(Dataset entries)
● ● ● ● ●
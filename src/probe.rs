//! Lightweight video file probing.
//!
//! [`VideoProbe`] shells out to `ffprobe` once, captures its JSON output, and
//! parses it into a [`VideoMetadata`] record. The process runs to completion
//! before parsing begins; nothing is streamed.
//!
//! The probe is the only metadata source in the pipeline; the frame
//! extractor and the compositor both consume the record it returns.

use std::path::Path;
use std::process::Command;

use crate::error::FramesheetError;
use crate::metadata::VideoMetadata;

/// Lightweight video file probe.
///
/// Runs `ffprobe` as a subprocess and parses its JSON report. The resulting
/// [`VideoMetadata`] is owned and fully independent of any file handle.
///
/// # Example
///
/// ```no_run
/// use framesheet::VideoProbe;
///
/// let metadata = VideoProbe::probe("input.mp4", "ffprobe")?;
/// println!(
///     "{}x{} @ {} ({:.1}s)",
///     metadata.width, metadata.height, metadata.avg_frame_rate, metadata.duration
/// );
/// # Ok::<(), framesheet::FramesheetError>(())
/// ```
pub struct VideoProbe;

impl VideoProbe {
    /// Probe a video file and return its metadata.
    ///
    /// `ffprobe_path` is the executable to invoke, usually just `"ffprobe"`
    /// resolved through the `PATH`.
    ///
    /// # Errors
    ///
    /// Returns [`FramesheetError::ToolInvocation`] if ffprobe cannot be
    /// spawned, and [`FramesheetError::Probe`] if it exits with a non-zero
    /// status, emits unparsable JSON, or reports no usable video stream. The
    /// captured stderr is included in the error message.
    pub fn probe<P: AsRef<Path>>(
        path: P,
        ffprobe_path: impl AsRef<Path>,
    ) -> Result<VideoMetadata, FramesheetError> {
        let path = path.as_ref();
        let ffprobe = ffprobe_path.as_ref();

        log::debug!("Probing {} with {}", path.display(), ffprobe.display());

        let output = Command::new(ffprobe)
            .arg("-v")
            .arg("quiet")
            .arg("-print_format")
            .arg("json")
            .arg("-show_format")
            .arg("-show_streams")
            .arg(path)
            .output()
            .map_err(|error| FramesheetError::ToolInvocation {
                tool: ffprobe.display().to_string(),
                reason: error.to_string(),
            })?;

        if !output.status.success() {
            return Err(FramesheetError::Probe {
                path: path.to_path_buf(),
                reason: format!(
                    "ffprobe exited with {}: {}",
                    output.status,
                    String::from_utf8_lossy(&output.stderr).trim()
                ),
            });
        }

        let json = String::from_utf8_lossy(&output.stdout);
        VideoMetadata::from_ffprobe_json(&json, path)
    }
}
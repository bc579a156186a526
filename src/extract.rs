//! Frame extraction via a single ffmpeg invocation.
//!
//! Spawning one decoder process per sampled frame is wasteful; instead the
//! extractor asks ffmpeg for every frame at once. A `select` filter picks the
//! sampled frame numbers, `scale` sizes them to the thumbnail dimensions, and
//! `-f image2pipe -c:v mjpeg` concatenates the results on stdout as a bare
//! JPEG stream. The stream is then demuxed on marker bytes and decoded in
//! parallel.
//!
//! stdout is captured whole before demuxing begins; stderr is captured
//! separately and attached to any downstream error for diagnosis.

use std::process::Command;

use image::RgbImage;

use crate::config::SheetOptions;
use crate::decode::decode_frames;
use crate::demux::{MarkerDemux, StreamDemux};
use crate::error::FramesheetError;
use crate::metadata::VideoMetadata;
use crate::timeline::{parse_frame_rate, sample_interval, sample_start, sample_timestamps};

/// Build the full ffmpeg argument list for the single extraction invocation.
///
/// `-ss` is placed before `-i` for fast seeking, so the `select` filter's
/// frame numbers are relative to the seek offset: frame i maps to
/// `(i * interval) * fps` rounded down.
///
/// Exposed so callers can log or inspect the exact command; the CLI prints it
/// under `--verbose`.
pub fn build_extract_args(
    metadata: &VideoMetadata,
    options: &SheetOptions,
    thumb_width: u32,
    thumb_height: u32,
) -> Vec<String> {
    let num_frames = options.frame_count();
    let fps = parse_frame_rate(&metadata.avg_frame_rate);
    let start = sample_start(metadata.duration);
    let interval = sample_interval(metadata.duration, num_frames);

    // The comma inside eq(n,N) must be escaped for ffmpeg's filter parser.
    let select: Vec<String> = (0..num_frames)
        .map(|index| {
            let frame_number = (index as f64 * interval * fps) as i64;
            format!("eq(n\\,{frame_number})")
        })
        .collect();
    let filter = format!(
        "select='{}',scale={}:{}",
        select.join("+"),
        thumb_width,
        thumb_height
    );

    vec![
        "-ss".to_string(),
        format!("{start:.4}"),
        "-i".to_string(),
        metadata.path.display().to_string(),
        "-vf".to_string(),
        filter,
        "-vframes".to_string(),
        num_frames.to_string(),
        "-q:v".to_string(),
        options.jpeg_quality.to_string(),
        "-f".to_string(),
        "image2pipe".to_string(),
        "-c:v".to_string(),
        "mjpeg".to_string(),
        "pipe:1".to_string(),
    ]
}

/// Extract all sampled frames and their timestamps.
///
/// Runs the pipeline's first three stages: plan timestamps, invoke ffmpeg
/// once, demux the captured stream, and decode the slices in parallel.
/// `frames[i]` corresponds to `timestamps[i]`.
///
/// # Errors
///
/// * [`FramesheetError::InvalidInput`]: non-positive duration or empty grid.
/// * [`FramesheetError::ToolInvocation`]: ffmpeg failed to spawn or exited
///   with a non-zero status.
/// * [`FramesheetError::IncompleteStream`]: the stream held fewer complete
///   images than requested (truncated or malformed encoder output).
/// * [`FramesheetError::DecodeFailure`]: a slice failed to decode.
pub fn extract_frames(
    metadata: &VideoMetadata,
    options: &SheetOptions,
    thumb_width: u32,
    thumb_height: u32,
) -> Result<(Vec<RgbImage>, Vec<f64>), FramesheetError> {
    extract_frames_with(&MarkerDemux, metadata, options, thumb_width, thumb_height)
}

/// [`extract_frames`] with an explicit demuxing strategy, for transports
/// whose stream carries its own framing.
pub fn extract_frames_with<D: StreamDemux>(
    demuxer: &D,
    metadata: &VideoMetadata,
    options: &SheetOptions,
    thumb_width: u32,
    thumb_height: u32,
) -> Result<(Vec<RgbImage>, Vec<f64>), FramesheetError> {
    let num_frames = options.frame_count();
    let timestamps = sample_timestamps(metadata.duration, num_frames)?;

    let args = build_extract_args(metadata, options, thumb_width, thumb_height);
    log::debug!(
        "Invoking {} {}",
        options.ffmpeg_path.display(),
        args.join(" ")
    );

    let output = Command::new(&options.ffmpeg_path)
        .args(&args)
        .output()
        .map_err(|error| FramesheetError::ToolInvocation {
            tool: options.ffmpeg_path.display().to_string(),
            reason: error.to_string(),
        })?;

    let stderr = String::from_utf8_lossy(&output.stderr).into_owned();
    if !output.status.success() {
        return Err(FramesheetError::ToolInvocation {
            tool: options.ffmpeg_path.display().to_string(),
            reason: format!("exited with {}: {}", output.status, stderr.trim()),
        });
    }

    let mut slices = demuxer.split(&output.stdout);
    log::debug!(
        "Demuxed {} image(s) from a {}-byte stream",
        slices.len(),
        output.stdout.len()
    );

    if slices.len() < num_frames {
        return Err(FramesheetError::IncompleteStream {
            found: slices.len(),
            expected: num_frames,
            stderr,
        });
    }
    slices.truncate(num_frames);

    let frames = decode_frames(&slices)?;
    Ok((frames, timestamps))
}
● ● ● ● ●
> _What you need to do_
From the entries above, collect every line with the string "filename" in it.

> _Written response_
filename src/probe.rs
filename src/extract.rs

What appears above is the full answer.